Wednesday, July 27, 2011

The Market Pulse

The Bull / Bear Debate Continues

Introduction:

Earlier today I posted a special video addition of Heard On The Street that updated the current status of the 2007-2011 analogy and my expectation for the progress of the pattern. If you haven't watched that video, I recommend that you do so because this update expands upon the content provided and breaks down the intraday wave count from a bearish view. One without the other will not make much sense. You can listen to the call here.


The Bearish Case:




Here, the bearish interpretation at the daily chart level, has me looking for continued selling pressure followed by a three wave advance to complete w.E. A bounce may intervene but the larger trend shall remain down.








At the intraday chart level, this chart depicts the anticipated progress of the pattern (please click on the video link to obtain for further commentary).



The Bullish Case:

In my opinion, two bullish interpretations hang by a tread and one or both may be eliminated within the next few days, leaving no bullish counts. 





At the daily chart level, the running triangle is still viable.
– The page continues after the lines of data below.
//! # Linear Extrusion
//!
//! Extrudes a 2D outline along the Z axis to create a closed prism.
//!
//! - `height`: Extrusion distance along Z
//! - `center`: If true, center the extrusion around Z=0
//! - `shear`: XY offset of the top cap relative to the bottom cap

use super::{triangulate, Polygon2D};
use crate::error::MeshError;
use crate::mesh::Mesh;
use config::constants::{EPSILON, VERTEX_MERGE_EPSILON};
use glam::{DVec2, DVec3};

/// Parameters for linear extrusion.
#[derive(Debug, Clone, PartialEq)]
pub struct LinearExtrudeParams {
    /// Extrusion height along Z axis
    pub height: f64,
    /// Center the extrusion around Z=0
    pub center: bool,
    /// Offset of the top cap in XY (used for bevelled tools)
    pub shear: DVec2,
}

impl Default for LinearExtrudeParams {
    fn default() -> Self {
        Self {
            height: 1.0,
            center: false,
            shear: DVec2::ZERO,
        }
    }
}

/// Extrudes a 2D outline along the Z axis.
///
/// Clockwise outlines are reversed first, so the result is always
/// outward-facing. Repeated vertices (including an explicit closing
/// vertex) are dropped.
///
/// # Example
///
/// ```rust
/// use profile_mesh::{linear_extrude, LinearExtrudeParams, Polygon2D};
/// use glam::DVec2;
///
/// let square = Polygon2D::rectangle(DVec2::ZERO, DVec2::splat(10.0));
/// let params = LinearExtrudeParams { height: 5.0, ..Default::default() };
/// let mesh = linear_extrude(&square, &params).unwrap();
/// assert!((mesh.signed_volume() - 500.0).abs() < 1e-9);
/// ```
pub fn linear_extrude(
    polygon: &Polygon2D,
    params: &LinearExtrudeParams,
) -> Result<Mesh, MeshError> {
    if params.height <= 0.0 || !params.height.is_finite() {
        return Err(MeshError::degenerate(format!(
            "extrusion height must be positive: {}",
            params.height
        )));
    }

    let mut outline = dedup_outline(&polygon.outer);
    if outline.len() < 3 {
        return Err(MeshError::degenerate(
            "outline must have at least 3 distinct vertices",
        ));
    }
    if outline.iter().any(|p| !p.is_finite()) {
        return Err(MeshError::degenerate("outline contains non-finite coordinates"));
    }

    let area = Polygon2D::new(outline.clone()).signed_area();
    if area.abs() < EPSILON {
        return Err(MeshError::degenerate("outline encloses no area"));
    }
    if area < 0.0 {
        outline.reverse();
    }

    let z_bottom = if params.center { -params.height / 2.0 } else { 0.0 };
    let z_top = z_bottom + params.height;

    let n = outline.len();
    let cap = triangulate(&outline);
    let mut mesh = Mesh::with_capacity(n * 2, n * 2 + cap.len() * 2);

    for p in &outline {
        mesh.add_vertex(DVec3::new(p.x, p.y, z_bottom));
    }
    for p in &outline {
        let q = *p + params.shear;
        mesh.add_vertex(DVec3::new(q.x, q.y, z_top));
    }

    let n32 = n as u32;
    for i in 0..n32 {
        let j = (i + 1) % n32;
        let (b_i, b_j, t_i, t_j) = (i, j, i + n32, j + n32);
        mesh.add_triangle(b_i, b_j, t_j);
        mesh.add_triangle(b_i, t_j, t_i);
    }

    for [a, b, c] in cap {
        let (a, b, c) = (a as u32, b as u32, c as u32);
        // Bottom faces -Z, so its winding is reversed
        mesh.add_triangle(a, c, b);
        mesh.add_triangle(a + n32, b + n32, c + n32);
    }

    Ok(mesh)
}

fn dedup_outline(points: &[DVec2]) -> Vec<DVec2> {
    let mut out: Vec<DVec2> = Vec::with_capacity(points.len());
    for p in points {
        if out
            .last()
            .map_or(true, |last| last.distance(*p) > VERTEX_MERGE_EPSILON)
        {
            out.push(*p);
        }
    }
    while out.len() > 1
        && out
            .first()
            .zip(out.last())
            .is_some_and(|(first, last)| first.distance(*last) <= VERTEX_MERGE_EPSILON)
    {
        out.pop();
    }
    out
}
Today, the market gaped down but gaps are not usually found in second waves, they're found in third waves. Also, according to the rules and guidelines of the Elliott Wave Principle, w.2 can't exceed the origin of w.1.  A break of 1291.25 negates the viewpoint that w. 5 was underway.  Only a break of 1252.25, the w.c low would finally extinguish this view. 




The second pattern is the running flat. Flaws already exist in this interpretation. If you recall, w.4 overlapped w.1 but not on a closing basis. A small degree of leeway was granted as the DOW and NASDAQ did not confirm the same structure. That was then. Prints below 1291.25 negate this interpretation.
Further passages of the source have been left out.